I have doubts if that is true as I am not aware of any quantitative long-term study. Nearly all studies identified only male cells in women although now genomic studies of single cells are possible allowing a much better identification of foreign cells. If you are looking for a PhD thesis, microchimerism could be your field!
I already wondered if microchimerism could lead to genotyping errors, a question that can now easily be tested on the garbage of genotyping labs: We usually have genotyping errors in the 1-10 o/oo range; sometimes we see also triallelic SNPs. As far as I can renember, microchimerism has never been analyzed in the allergy field, although allergy can transplanted as well as asthma. Yea, yea.
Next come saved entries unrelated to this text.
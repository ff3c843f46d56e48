use std::fmt;

#[derive(Debug)]
pub enum InferError {
    Candle(String),
    Shape(String),
    Io(String),
    Config(String),
    Checkpoint(String),
    Runtime(String),
}

impl fmt::Display for InferError {
    fn fmt(&self, f: &mut fmt::Formatter<'_>) -> fmt::Result {
        match self {
            InferError::Candle(msg) => write!(f, "candle error: {msg}"),
            InferError::Shape(msg) => write!(f, "shape error: {msg}"),
            InferError::Io(msg) => write!(f, "io error: {msg}"),
            InferError::Config(msg) => write!(f, "config error: {msg}"),
            InferError::Checkpoint(msg) => write!(f, "checkpoint error: {msg}"),
            InferError::Runtime(msg) => write!(f, "runtime error: {msg}"),
        }
    }
}

impl std::error::Error for InferError {}

impl From<candle_core::Error> for InferError {
    fn from(err: candle_core::Error) -> Self {
        InferError::Candle(err.to_string())
    }
}

impl From<std::io::Error> for InferError {
    fn from(err: std::io::Error) -> Self {
        InferError::Io(err.to_string())
    }
}

impl From<serde_json::Error> for InferError {
    fn from(err: serde_json::Error) -> Self {
        InferError::Config(err.to_string())
    }
}

impl From<safetensors::SafeTensorError> for InferError {
    fn from(err: safetensors::SafeTensorError) -> Self {
        InferError::Checkpoint(err.to_string())
    }
}

impl From<hf_hub::api::sync::ApiError> for InferError {
    fn from(err: hf_hub::api::sync::ApiError) -> Self {
        InferError::Checkpoint(format!("model hub: {err}"))
    }
}
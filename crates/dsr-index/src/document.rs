//! Index documents and the trait objects implement to produce them.

use std::collections::BTreeMap;

use serde::{Deserialize, Serialize};
use serde_json::Value;

use crate::error::IndexResult;

/// Field holding the document's unique key.
pub const ID_FIELD: &str = "id";

/// Field recording which model produced the document.
pub const MODEL_FIELD: &str = "has_model_ssim";

/// A flat, ordered search-index document.
#[derive(Clone, Debug, Default, PartialEq, Serialize, Deserialize)]
#[serde(transparent)]
pub struct IndexDocument {
    fields: BTreeMap<String, Value>,
}

impl IndexDocument {
    /// A document keyed by `id`.
    pub fn new(id: impl Into<String>) -> Self {
        let mut doc = Self::default();
        doc.insert(ID_FIELD, Value::String(id.into()));
        doc
    }

    /// Set a field, replacing any previous value.
    pub fn insert(&mut self, field: impl Into<String>, value: impl Into<Value>) {
        self.fields.insert(field.into(), value.into());
    }

    /// Builder form of [`insert`](Self::insert).
    pub fn with(mut self, field: impl Into<String>, value: impl Into<Value>) -> Self {
        self.insert(field, value);
        self
    }

    pub fn get(&self, field: &str) -> Option<&Value> {
        self.fields.get(field)
    }

    /// The document key, if it is a string.
    pub fn id(&self) -> Option<&str> {
        self.get(ID_FIELD).and_then(Value::as_str)
    }

    pub fn len(&self) -> usize {
        self.fields.len()
    }

    pub fn is_empty(&self) -> bool {
        self.fields.is_empty()
    }

    pub fn fields(&self) -> impl Iterator<Item = (&str, &Value)> {
        self.fields.iter().map(|(k, v)| (k.as_str(), v))
    }

    pub fn to_json(&self) -> IndexResult<String> {
        Ok(serde_json::to_string(self)?)
    }
}

/// How the index should make an update visible.
#[derive(Clone, Copy, Debug, PartialEq, Eq, Serialize, Deserialize)]
pub struct CommitPolicy {
    pub soft_commit: bool,
}

impl CommitPolicy {
    /// Visible to searches promptly, durable on the next hard commit.
    pub const fn soft() -> Self {
        Self { soft_commit: true }
    }

    /// Leave visibility to the index's own commit schedule.
    pub const fn deferred() -> Self {
        Self { soft_commit: false }
    }

    /// Request parameters for this policy.
    pub fn params(&self) -> Vec<(&'static str, String)> {
        if self.soft_commit {
            vec![("softCommit", "true".to_string())]
        } else {
            Vec::new()
        }
    }
}

impl Default for CommitPolicy {
    fn default() -> Self {
        Self::soft()
    }
}

/// An object that can be written to the search index.
pub trait Indexable {
    /// The qualified model name recorded in the model field, e.g.
    /// `SampleModel::CamelCased`.
    fn class_uri() -> &'static str
    where
        Self: Sized;

    /// Unique key of the object in the index.
    fn index_id(&self) -> String;

    /// Extra fields beyond the id and model.
    fn index_fields(&self, _doc: &mut IndexDocument) {}

    /// Build the full index document.
    fn to_index_document(&self) -> IndexDocument
    where
        Self: Sized,
    {
        let mut doc = IndexDocument::new(self.index_id()).with(MODEL_FIELD, Self::class_uri());
        self.index_fields(&mut doc);
        doc
    }
}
What could have been learned from linkage studies

What makes the difference between genetic linkage and association studies? Simply speaking, for linkage you need to inherit a particular marker allele from your parents where it does not matter if a child in another family inherits another allele (pending it shares it with its affected sibling). With association studies this matters.

As we found with the much relaxed linkage strategy so many minor diverse loci, I assume a rather heterogeneous origin of complex diseases. There is no doubt about the importance of genes, but about the sharing of the same genetic abnormality. An (anonymous) position paper on basic Asthma Research Strategy II in Clin Exp All 2006; 36: 1326 says

The average size of effect on asthma and related traits from common SNPs is small. For instance, seven common SNPs in the IL13 gene jointly accounted for only 0,5% of the variance of total IgE … With a heritability of circa 60% for total IgE this implies that hundreds of genes, each with small effects, may be involved in IgE regulation.

Families presenting with a complex system disease will all have unique patterns how they arrive at the same clinical endpoint. Alpha-delta-gamma asthma, theta-kappa-jota schizophrenia or $%&# diabetes – are they combining lets say 3000 variations in 300 genes of 30 metabolic-signalling pathways to 1 disease of variable onset, severity and prognosis? Yea, yea.